В истории «Литературного института» и «Культуры» Зося и Зыгмунт Хертцы сыграли ключевую роль. Они были посвящены во все дела, включая не терпящие огласки. В первую очередь речь о Зосе, которая стала главной героиней этой истории благодаря не только своей энергии, но и безграничной преданности нашему делу и готовности взять на себя связанный с ним риск. Вклад Зыгмунта был огромен, но он делал всё это для нее. До войны он занимал высокую должность в концерне «Сольве» и после увольнения из армии без труда нашел бы высокооплачиваемую и престижную работу на Западе. Он получил множество предложений от собственной фирмы, а еще мог бы использовать обширные связи своего отца в международных экономических кругах. А он отказался от этого ради Зоси.
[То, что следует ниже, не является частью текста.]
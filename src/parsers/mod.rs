//! Parsing: one parser per language, and the cache of trees they produce

pub mod parse_cache;
pub mod parser_pool;
pub mod position_utils;

pub use parse_cache::{CachedTree, ParseCacheStats, ParseTreeCache};
pub use parser_pool::{LanguageParser, ParserPool};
В Италии Зыгмунт действовал гениально, без него мы бы не справились. Мы обязаны ему материальным фундаментом «Института». Позднее он поставил на службу «Культуре» свою трудоспособность и находчивость, взяв на себя ежедневную рутину – часто мучительную и монотонную, но без этого мы не смогли бы функционировать. Его открытость людям и талант налаживать контакты с ними были незаменимы. Если Юзя и Кот были нашими министрами иностранных дел, то Зыгмунт был министром по делам поляков. Он организовывал приглашения и стипендии. Встречался с людьми и поддерживал дружеские связи. Часто работал громоотводом в моих отношениях с Милошем, которые не всегда складывались наилучшим образом. Опекал Хласко, Поланского и многих других, прошедших через наш дом. Ему мы обязаны дружбой с ксендзом Садзиком и паллотинами. Приехав из Цюриха, чтобы основать свою делегатуру в Париже, они навестили нас. Визит был очень приятный, но он не получил бы продолжения, если бы не отношения Зыгмунта с Садзиком.
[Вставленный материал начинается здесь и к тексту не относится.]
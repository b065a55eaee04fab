//! Capture and result types for structural queries

use std::fmt;
use std::str::FromStr;

use tree_sitter::{Node, Point};

use crate::parsers::position_utils::TextRange;

/// Suffix of capture names that match without a cursor anchor.
pub const ATOMIC_SUFFIX: char = '!';

/// Suffix of capture names marking the token the cursor must sit on.
pub const CURSOR_SUFFIX: &str = ".cursor";

/// A captured node from a query, in document order.
#[derive(Debug, Clone)]
pub struct QueryCapture<'tree> {
    /// Capture label as written in the pattern, e.g. `function.body.cursor`
    pub name: String,
    pub node: Node<'tree>,
    /// Index of the pattern that produced the capture
    pub pattern_index: usize,
}

impl<'tree> QueryCapture<'tree> {
    pub fn new(name: impl Into<String>, node: Node<'tree>, pattern_index: usize) -> Self {
        Self {
            name: name.into(),
            node,
            pattern_index,
        }
    }

    pub fn start(&self) -> Point {
        self.node.start_position()
    }

    pub fn end(&self) -> Point {
        self.node.end_position()
    }

    pub fn range(&self) -> TextRange {
        TextRange::of_node(&self.node)
    }

    /// Starts at-or-before and ends at-or-after `point`.
    pub fn encloses(&self, point: Point) -> bool {
        self.range().contains(point)
    }

    pub fn text<'s>(&self, source: &'s [u8]) -> &'s str {
        self.node.utf8_text(source).unwrap_or("")
    }

    pub fn is_atomic(&self) -> bool {
        self.name.ends_with(ATOMIC_SUFFIX)
    }

    pub fn is_cursor_marker(&self) -> bool {
        self.name.trim_end_matches(ATOMIC_SUFFIX).ends_with(CURSOR_SUFFIX)
    }

    /// Label without the atomic and cursor suffixes.
    pub fn base_name(&self) -> &str {
        let name = self.name.trim_end_matches(ATOMIC_SUFFIX);
        name.strip_suffix(CURSOR_SUFFIX).unwrap_or(name)
    }

    pub fn bucket(&self) -> Option<CaptureBucket> {
        CaptureBucket::of_label(&self.name)
    }
}

/// Groups used when pairing symbols with the ranges they describe.
#[derive(Debug, Clone, Copy, PartialEq, Eq)]
pub enum CaptureBucket {
    Symbol,
    Range,
}

const LABEL_BUCKETS: &[(&str, CaptureBucket)] = &[
    ("symbol", CaptureBucket::Symbol),
    ("range", CaptureBucket::Range),
];

impl CaptureBucket {
    /// Bucket for a label by its first dotted component.
    pub fn of_label(label: &str) -> Option<Self> {
        let prefix = label.split('.').next().unwrap_or(label);
        LABEL_BUCKETS
            .iter()
            .find(|(name, _)| *name == prefix)
            .map(|(_, bucket)| *bucket)
    }
}

/// Semantic category of a cursor position.
#[derive(Debug, Clone, Copy, PartialEq, Eq, Hash)]
pub enum CompletionIntent {
    FunctionName,
    FunctionParameters,
    FunctionBody,
    TypeDeclarationName,
    TypeDeclarationBody,
    ClassName,
    ClassBody,
    Arguments,
    ImportSource,
    Comment,
    PairValue,
    Argument,
    Parameter,
    Parameters,
    JsxAttributeValue,
    ReturnStatementValue,
    ReturnStatement,
    String,
}

/// Atomic intent preference, best first.
pub const INTENT_PRIORITY: &[CompletionIntent] = &[
    CompletionIntent::FunctionName,
    CompletionIntent::FunctionParameters,
    CompletionIntent::FunctionBody,
    CompletionIntent::TypeDeclarationName,
    CompletionIntent::TypeDeclarationBody,
    CompletionIntent::ClassName,
    CompletionIntent::ClassBody,
    CompletionIntent::Arguments,
    CompletionIntent::ImportSource,
    CompletionIntent::Comment,
    CompletionIntent::PairValue,
    CompletionIntent::Argument,
    CompletionIntent::Parameter,
    CompletionIntent::Parameters,
    CompletionIntent::JsxAttributeValue,
    CompletionIntent::ReturnStatementValue,
    CompletionIntent::ReturnStatement,
    CompletionIntent::String,
];

impl CompletionIntent {
    pub fn as_str(&self) -> &'static str {
        match self {
            CompletionIntent::FunctionName => "function.name",
            CompletionIntent::FunctionParameters => "function.parameters",
            CompletionIntent::FunctionBody => "function.body",
            CompletionIntent::TypeDeclarationName => "type_declaration.name",
            CompletionIntent::TypeDeclarationBody => "type_declaration.body",
            CompletionIntent::ClassName => "class.name",
            CompletionIntent::ClassBody => "class.body",
            CompletionIntent::Arguments => "arguments",
            CompletionIntent::ImportSource => "import.source",
            CompletionIntent::Comment => "comment",
            CompletionIntent::PairValue => "pair.value",
            CompletionIntent::Argument => "argument",
            CompletionIntent::Parameter => "parameter",
            CompletionIntent::Parameters => "parameters",
            CompletionIntent::JsxAttributeValue => "jsx_attribute.value",
            CompletionIntent::ReturnStatementValue => "return_statement.value",
            CompletionIntent::ReturnStatement => "return_statement",
            CompletionIntent::String => "string",
        }
    }

    /// Position in [`INTENT_PRIORITY`]; lower is preferred.
    pub fn priority(&self) -> usize {
        INTENT_PRIORITY
            .iter()
            .position(|intent| intent == self)
            .unwrap_or(INTENT_PRIORITY.len())
    }
}

impl fmt::Display for CompletionIntent {
    fn fmt(&self, f: &mut fmt::Formatter<'_>) -> fmt::Result {
        f.write_str(self.as_str())
    }
}

impl FromStr for CompletionIntent {
    type Err = ();

    fn from_str(s: &str) -> Result<Self, Self::Err> {
        INTENT_PRIORITY
            .iter()
            .find(|intent| intent.as_str() == s)
            .copied()
            .ok_or(())
    }
}

/// Result of completion-intent classification.
#[derive(Debug, Clone)]
pub struct IntentCapture<'tree> {
    pub intent: CompletionIntent,
    /// The node the intent applies to
    pub node: Node<'tree>,
}

/// A symbol and the span its documentation would cover.
#[derive(Debug, Clone)]
pub struct DocumentableNode<'tree> {
    pub symbol: Option<QueryCapture<'tree>>,
    pub range: Option<QueryCapture<'tree>>,
    /// Where generated documentation goes when it belongs inside the range
    pub insertion_point: Option<Point>,
    /// Whether the node should be highlighted as actionable
    pub show_hint: bool,
}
В ведении Зоси с самого начала было всё администрирование «Культуры». Но ее влияние на политику «Культуры» и на меня лично всегда было весьма велико. У нее очень много здравого смысла, и она частенько удерживала меня от расширения поля деятельности и ввязывания в новые сомнительные предприятия. Ее вмешательство не всегда было успешным, но несколько раз уберегло «Культуру» от больших глупостей. Множество дел Зося умудрялась улаживать благодаря завязыванию дружеских контактов с людьми. Она – живое доказательство моей теории, согласно которой главные в Польше – женщины.

Роль Зоси и Зыгмунта неоценима. Уверен, что без них «Культура» не родилась бы и не выжила.

 

Когда мы вместе работали в «Пропаганде», Юзя был одним из самых близких мне людей. Тогда у нас не было никаких конфликтов. Первый раздор в наши отношения внес вопрос переноса «Института» в Париж, чего Юзя не очень хотел. Позднее он служил «Культуре» в качестве «министра иностранных дел», о чем я уже много раз говорил. Но его роль была несоизмеримо большей: он приносил с собой ощущение теплоты и бескорыстия и благодаря этому создавал какую-то атмосферу, ауру вокруг всей этой деятельности. Он был полон человеколюбия, в нем чувствовалась духовность, и, кажется, именно это так очаровывало и притягивало таких разных людей, от Кота Еленьского до Жанны Эрш.

Это был глубоко религиозный человек. Его религиозность выражалась в многолетнем сотрудничестве с Антонием Марыльским и Лясками, а также в чтении таких авторов, как Бердяев, Пеги или Жакоб – с их творчеством я познакомился благодаря ему. Пеги впечатлил меня сильнее Бердяева – возможно, потому, что интересы Пеги не ограничивались религиозными или философскими вопросами. Еще благодаря Юзефу я углубил знакомство с русской литературой, хоть и так всегда ею интересовался. Кроме прочего так получилось с Достоевским. Раньше я любил «Братьев Карамазовых», а к другим его произведениям был равнодушен или вовсе не читал. Юзя, который Достоевским занимался плотно, увлек меня их чтением и заодно изменил мое отношение к ним.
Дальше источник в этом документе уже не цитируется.